### Data provided
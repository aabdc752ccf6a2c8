use std::{
    fs::{self, File},
    io::{BufWriter, Write},
    path::{Path, PathBuf},
};

use crate::{Result, configs::PrintArg, eval::EvalReport, metrics::MetricsRecorder};

const START_SEPARATOR: &str = "=======================================";
const SUMMARY_SEPARATOR: &str =
    "---------------------------------------------------------------------";

/// `<results_dir>/<strategy>/<dataset>/<fraction>/<select_every>/<dataset>.txt`
pub fn log_path(
    results_dir: &Path,
    strategy: &str,
    dataset: &str,
    fraction: f64,
    select_every: usize,
) -> PathBuf {
    results_dir
        .join(strategy)
        .join(dataset)
        .join(format!("{fraction:?}"))
        .join(select_every.to_string())
        .join(format!("{dataset}.txt"))
}

fn label(arg: PrintArg) -> &'static str {
    match arg {
        PrintArg::TrnLoss => "Training Loss",
        PrintArg::TrnAcc => "Training Accuracy",
        PrintArg::ValLoss => "Validation Loss",
        PrintArg::ValAcc => "Validation Accuracy",
        PrintArg::TstLoss => "Test Loss",
        PrintArg::TstAcc => "Test Accuracy",
        PrintArg::SubtrnLoss => "Subset Loss",
        PrintArg::SubtrnAcc => "Subset Accuracy",
        PrintArg::Time => "Timing",
    }
}

/// Formats one evaluation as `Epoch: k , Label: value , ...`, `k` counted from one.
pub fn epoch_line(epoch: usize, report: &EvalReport) -> String {
    report
        .iter()
        .fold(format!("Epoch: {}", epoch + 1), |mut line, (arg, value)| {
            line.push_str(&format!(" , {}: {value}", label(arg)));
            line
        })
}

fn series<I: IntoIterator<Item = f64>>(name: &str, values: I) -> String {
    values
        .into_iter()
        .fold(format!("{name}, "), |mut line, value| {
            line.push_str(&format!(" , {value}"));
            line
        })
}

/// The plain text results file of a run.
pub struct RunLog<W: Write> {
    out: W,
}

impl RunLog<BufWriter<File>> {
    /// Creates the results file at `path`, along with its missing parent directories.
    pub fn create(path: &Path) -> Result<Self> {
        if let Some(parent) = path.parent() {
            fs::create_dir_all(parent)?;
        }
        Ok(Self::new(BufWriter::new(File::create(path)?)))
    }
}

impl<W: Write> RunLog<W> {
    pub fn new(out: W) -> Self {
        Self { out }
    }

    pub fn start(&mut self) -> Result<()> {
        writeln!(self.out, "{START_SEPARATOR}")?;
        Ok(())
    }

    pub fn epoch(&mut self, epoch: usize, report: &EvalReport) -> Result<()> {
        writeln!(self.out, "{}", epoch_line(epoch, report))?;
        Ok(())
    }

    /// Writes the closing summary: timings, accuracy series and total time.
    pub fn finish(&mut self, strategy: &str, metrics: &MetricsRecorder) -> Result<()> {
        let reports = || metrics.records().iter().filter_map(|r| r.eval.as_ref());

        writeln!(self.out, "{strategy}")?;
        writeln!(self.out, "{SUMMARY_SEPARATOR}")?;
        writeln!(self.out, "{}", series("Time", metrics.timing()))?;
        writeln!(
            self.out,
            "{}",
            series(
                "Validation Accuracy",
                reports().filter_map(|r| r.get(PrintArg::ValAcc))
            )
        )?;
        writeln!(
            self.out,
            "{}",
            series(
                "Test Accuracy",
                reports().filter_map(|r| r.get(PrintArg::TstAcc))
            )
        )?;
        writeln!(
            self.out,
            "Total time taken by {strategy} = {}",
            metrics.total_hours()
        )?;

        self.out.flush()?;
        Ok(())
    }

    pub fn into_inner(self) -> W {
        self.out
    }
}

### About this task
Up to and including the line with "fn series<I: IntoIterator<Item", print every line of the records from the start.

### Your solution
repository aabdc752ccf6a2c8
use std::{
    fs::{self, File},
    io::{BufWriter, Write},
    path::{Path, PathBuf},
};

use crate::{Result, configs::PrintArg, eval::EvalReport, metrics::MetricsRecorder};

const START_SEPARATOR: &str = "=======================================";
const SUMMARY_SEPARATOR: &str =
    "---------------------------------------------------------------------";

/// `<results_dir>/<strategy>/<dataset>/<fraction>/<select_every>/<dataset>.txt`
pub fn log_path(
    results_dir: &Path,
    strategy: &str,
    dataset: &str,
    fraction: f64,
    select_every: usize,
) -> PathBuf {
    results_dir
        .join(strategy)
        .join(dataset)
        .join(format!("{fraction:?}"))
        .join(select_every.to_string())
        .join(format!("{dataset}.txt"))
}

fn label(arg: PrintArg) -> &'static str {
    match arg {
        PrintArg::TrnLoss => "Training Loss",
        PrintArg::TrnAcc => "Training Accuracy",
        PrintArg::ValLoss => "Validation Loss",
        PrintArg::ValAcc => "Validation Accuracy",
        PrintArg::TstLoss => "Test Loss",
        PrintArg::TstAcc => "Test Accuracy",
        PrintArg::SubtrnLoss => "Subset Loss",
        PrintArg::SubtrnAcc => "Subset Accuracy",
        PrintArg::Time => "Timing",
    }
}

/// Formats one evaluation as `Epoch: k , Label: value , ...`, `k` counted from one.
pub fn epoch_line(epoch: usize, report: &EvalReport) -> String {
    report
        .iter()
        .fold(format!("Epoch: {}", epoch + 1), |mut line, (arg, value)| {
            line.push_str(&format!(" , {}: {value}", label(arg)));
            line
        })
}

fn series<I: IntoIterator<Item = f64>>(name: &str, values: I) -> String {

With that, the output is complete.